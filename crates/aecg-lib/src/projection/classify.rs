//! Clinical labels (`PON`, `QON`, `RPEAK`, `TOFF`, ...) from HL7 wave-component codes.
//!
//! Vendors deviate from the nominal coding in several ways, so the label is
//! decided by an ordered rule table: the first rule whose predicate matches
//! decides the label. Reordering the table reclassifies real data.

use crate::annotation::{AnnotationRecord, BoundarySlot};
use crate::error::{AecgError, Result};

pub const WAVC_GENERIC: &str = "MDC_ECG_WAVC";
pub const WAVC_TYPE: &str = "MDC_ECG_WAVC_TYPE";
pub const WAVC_PEAK: &str = "MDC_ECG_WAVC_PEAK";
pub const WAVC_PWAVE: &str = "MDC_ECG_WAVC_PWAVE";
pub const WAVC_QRSWAVE: &str = "MDC_ECG_WAVC_QRSWAVE";
pub const WAVC_RWAVE: &str = "MDC_ECG_WAVC_RWAVE";
pub const WAVC_TWAVE: &str = "MDC_ECG_WAVC_TWAVE";
pub const WAVC_PRSEG: &str = "MDC_ECG_WAVC_PRSEG";
pub const WAVC_QRSTWAVE: &str = "MDC_ECG_WAVC_QRSTWAVE";
pub const WAVC_QWAVE: &str = "MDC_ECG_WAVC_QWAVE";
pub const WAVC_QSWAVE: &str = "MDC_ECG_WAVC_QSWAVE";
pub const WAVC_SWAVE: &str = "MDC_ECG_WAVC_SWAVE";
pub const WAVC_STJ: &str = "MDC_ECG_WAVC_STJ";

/// The three code fields that drive classification.
#[derive(Debug, Clone, Copy)]
pub struct WaveCodes<'a> {
    pub code_type: &'a str,
    pub wave_component: &'a str,
    pub wave_component_secondary: &'a str,
}

impl<'a> WaveCodes<'a> {
    pub fn of(record: &'a AnnotationRecord) -> Self {
        Self {
            code_type: &record.code_type,
            wave_component: &record.wave_component,
            wave_component_secondary: &record.wave_component_secondary,
        }
    }

    fn any(&self, code: &str) -> bool {
        self.code_type == code || self.wave_component == code || self.wave_component_secondary == code
    }

    fn component(&self, code: &str) -> bool {
        self.wave_component == code || self.wave_component_secondary == code
    }

    fn describe(&self) -> String {
        format!(
            "{}/{}/{}",
            self.code_type, self.wave_component, self.wave_component_secondary
        )
    }
}

/// One entry of the classification table.
pub struct Rule {
    pub name: &'static str,
    pub applies: fn(&WaveCodes<'_>) -> bool,
    /// Label for the slot, or `None` when the rule has no label for that slot.
    pub label: fn(&WaveCodes<'_>, BoundarySlot, &str) -> Option<String>,
}

fn wave(prefix: &str, suffix: &str) -> Option<String> {
    Some(format!("{}{}", prefix, suffix))
}

pub const RULES: &[Rule] = &[
    Rule {
        name: "p-wave",
        applies: |c| c.any(WAVC_PWAVE),
        label: |_, _, suffix| wave("P", suffix),
    },
    Rule {
        name: "qrs-wave",
        applies: |c| c.any(WAVC_QRSWAVE),
        label: |_, slot, suffix| match slot {
            BoundarySlot::Value => wave("R", suffix),
            _ => wave("Q", suffix),
        },
    },
    Rule {
        name: "r-wave",
        applies: |c| c.any(WAVC_RWAVE),
        label: |_, _, suffix| wave("R", suffix),
    },
    Rule {
        name: "t-wave",
        applies: |c| c.any(WAVC_TWAVE),
        label: |_, _, suffix| wave("T", suffix),
    },
    Rule {
        name: "pr-segment",
        applies: |c| c.code_type == WAVC_TYPE && c.component(WAVC_PRSEG),
        label: |_, slot, suffix| match slot {
            BoundarySlot::Low => wave("P", suffix),
            BoundarySlot::High => Some("QON".to_string()),
            BoundarySlot::Value => None,
        },
    },
    Rule {
        name: "qrst-wave",
        applies: |c| c.code_type == WAVC_TYPE && c.component(WAVC_QRSTWAVE),
        label: |_, slot, suffix| match slot {
            BoundarySlot::Low => wave("Q", suffix),
            _ => wave("T", suffix),
        },
    },
    Rule {
        name: "qrst-wave-typed",
        applies: |c| {
            c.code_type == WAVC_QRSTWAVE
                && c.wave_component == WAVC_QRSTWAVE
                && c.wave_component_secondary.is_empty()
        },
        label: |_, slot, suffix| match slot {
            BoundarySlot::Low => wave("Q", suffix),
            BoundarySlot::High => wave("T", suffix),
            BoundarySlot::Value => None,
        },
    },
    Rule {
        name: "q-wave",
        applies: |c| c.code_type == WAVC_QWAVE && c.component(WAVC_QWAVE),
        label: |_, _, suffix| wave("Q", suffix),
    },
    Rule {
        name: "qs-wave",
        applies: |c| c.code_type == WAVC_TYPE && c.component(WAVC_QSWAVE),
        label: |_, _, suffix| wave("Q", suffix),
    },
    Rule {
        name: "s-wave-peak",
        applies: |c| c.code_type == WAVC_SWAVE && c.component(WAVC_PEAK),
        label: |_, _, suffix| wave("S", suffix),
    },
    Rule {
        name: "st-junction-peak",
        applies: |c| c.code_type == WAVC_STJ && c.component(WAVC_PEAK),
        label: |_, _, _| Some("QOFF".to_string()),
    },
    Rule {
        name: "component-name",
        applies: |_| true,
        label: |c, _, suffix| {
            [c.wave_component, c.wave_component_secondary, c.code_type]
                .into_iter()
                .find(|code| !code.is_empty() && *code != WAVC_TYPE && *code != WAVC_GENERIC)
                .and_then(|code| code.split('_').nth(3))
                .filter(|name| !name.is_empty())
                .and_then(|name| wave(name, suffix))
        },
    },
];

/// Suffix for a boundary: a PEAK secondary component overrides the slot.
pub fn suffix_for(codes: &WaveCodes, slot: BoundarySlot) -> &'static str {
    if codes.wave_component_secondary == WAVC_PEAK {
        "PEAK"
    } else {
        slot.suffix()
    }
}

/// Classify a boundary of `record` read from `slot`.
pub fn classify(record: &AnnotationRecord, slot: BoundarySlot) -> Result<String> {
    classify_codes(&WaveCodes::of(record), slot)
}

pub fn classify_codes(codes: &WaveCodes, slot: BoundarySlot) -> Result<String> {
    let suffix = suffix_for(codes, slot);
    let rule = RULES
        .iter()
        .find(|rule| (rule.applies)(codes))
        .ok_or_else(|| ambiguous(codes, slot, "no rule matched".to_string()))?;
    (rule.label)(codes, slot, suffix)
        .ok_or_else(|| ambiguous(codes, slot, format!("rule '{}' has no label for this slot", rule.name)))
}

fn ambiguous(codes: &WaveCodes, slot: BoundarySlot, reason: String) -> AecgError {
    AecgError::AmbiguousClassification {
        codes: codes.describe(),
        slot: slot.as_str(),
        reason,
    }
}
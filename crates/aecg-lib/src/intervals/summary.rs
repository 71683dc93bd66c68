use super::{DerivedInterval, IntervalTable, LeadKey, ParamCode};
use serde::{Deserialize, Serialize};
use std::collections::BTreeMap;

/// Kind of value an output row carries.
#[derive(Debug, Clone, Copy, PartialEq, Eq, Serialize, Deserialize)]
pub enum StatType {
    /// A single interval, kept for per-beat audit.
    #[serde(rename = "")]
    Individual,
    #[serde(rename = "COUNT")]
    Count,
    #[serde(rename = "AVERAGE")]
    Average,
}

impl StatType {
    pub fn as_str(self) -> &'static str {
        match self {
            StatType::Individual => "",
            StatType::Count => "COUNT",
            StatType::Average => "AVERAGE",
        }
    }
}

#[derive(Debug, Clone, PartialEq, Serialize, Deserialize)]
pub struct IntervalSummary {
    pub lead_display_name: String,
    pub hl7_lead_name: String,
    pub param: ParamCode,
    pub stat_type: StatType,
    /// Time of the closing boundary; only set on individual rows.
    pub time_ms: Option<f64>,
    pub value: Option<f64>,
}

impl IntervalSummary {
    fn individual(interval: &DerivedInterval) -> Self {
        Self {
            lead_display_name: interval.lead_display_name.clone(),
            hl7_lead_name: interval.hl7_lead_name.clone(),
            param: interval.param,
            stat_type: StatType::Individual,
            time_ms: Some(interval.time_ms),
            value: Some(interval.value),
        }
    }

    fn statistic(lead: &LeadKey, param: ParamCode, stat_type: StatType, value: Option<f64>) -> Self {
        Self {
            lead_display_name: lead.lead_display_name.clone(),
            hl7_lead_name: lead.hl7_lead_name.clone(),
            param,
            stat_type,
            time_ms: None,
            value,
        }
    }
}

#[derive(Debug, Clone, Default, PartialEq, Serialize, Deserialize)]
pub struct SummaryTable {
    pub rows: Vec<IntervalSummary>,
}

impl SummaryTable {
    pub fn get(
        &self,
        lead_display_name: &str,
        param: ParamCode,
        stat_type: StatType,
    ) -> Option<&IntervalSummary> {
        self.rows.iter().find(|row| {
            row.lead_display_name == lead_display_name
                && row.param == param
                && row.stat_type == stat_type
        })
    }

    pub fn len(&self) -> usize {
        self.rows.len()
    }

    pub fn is_empty(&self) -> bool {
        self.rows.is_empty()
    }
}

/// Count and average every (lead, parameter) group of `table`.
///
/// Every lead listed in the table gets a COUNT and an AVERAGE row for each
/// parameter, even without intervals (COUNT 0, AVERAGE undefined). All COUNT
/// rows precede all AVERAGE rows. With `keep_raw`, the individual intervals
/// are emitted first.
pub fn aggregate(table: &IntervalTable, keep_raw: bool) -> SummaryTable {
    let mut groups: BTreeMap<(LeadKey, ParamCode), Vec<f64>> = BTreeMap::new();
    for lead in &table.leads {
        for param in ParamCode::ALL {
            groups.entry((lead.clone(), param)).or_default();
        }
    }
    for interval in &table.intervals {
        let values = groups
            .entry((interval.lead_key(), interval.param))
            .or_default();
        if !interval.value.is_nan() {
            values.push(interval.value);
        }
    }

    let mut rows = Vec::with_capacity(groups.len() * 2);
    if keep_raw {
        rows.extend(table.intervals.iter().map(IntervalSummary::individual));
    }
    for ((lead, param), values) in &groups {
        rows.push(IntervalSummary::statistic(
            lead,
            *param,
            StatType::Count,
            Some(values.len() as f64),
        ));
    }
    for ((lead, param), values) in &groups {
        let average = if values.is_empty() {
            None
        } else {
            Some(values.iter().sum::<f64>() / values.len() as f64)
        };
        rows.push(IntervalSummary::statistic(lead, *param, StatType::Average, average));
    }
    SummaryTable { rows }
}
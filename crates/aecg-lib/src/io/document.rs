use crate::index::AecgDocument;
use anyhow::{Context, Result};
use std::path::Path;

/// Load an extracted aECG document from its JSON form.
///
/// A document without a `source` is named after the file it was read from.
pub fn read_document(path: &Path) -> Result<AecgDocument> {
    let text = std::fs::read_to_string(path)
        .with_context(|| format!("failed to read {}", path.display()))?;
    let mut doc: AecgDocument = serde_json::from_str(&text)
        .with_context(|| format!("invalid aECG document {}", path.display()))?;
    if doc.source.is_empty() {
        doc.source = path.display().to_string();
    }
    Ok(doc)
}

━━━━━━━━━━━━━━━━━━━━

- _Work task_: From the first line of the listing above through the line that contains "pub const WAVC_GENERIC: &str", retype every line exactly, and write nothing else.

- _Response below_:
filename crates/aecg-lib/src/projection/classify.rs
//! Clinical labels (`PON`, `QON`, `RPEAK`, `TOFF`, ...) from HL7 wave-component codes.
//!
//! Vendors deviate from the nominal coding in several ways, so the label is
//! decided by an ordered rule table: the first rule whose predicate matches
//! decides the label. Reordering the table reclassifies real data.

use crate::annotation::{AnnotationRecord, BoundarySlot};
use crate::error::{AecgError, Result};

pub const WAVC_GENERIC: &str = "MDC_ECG_WAVC";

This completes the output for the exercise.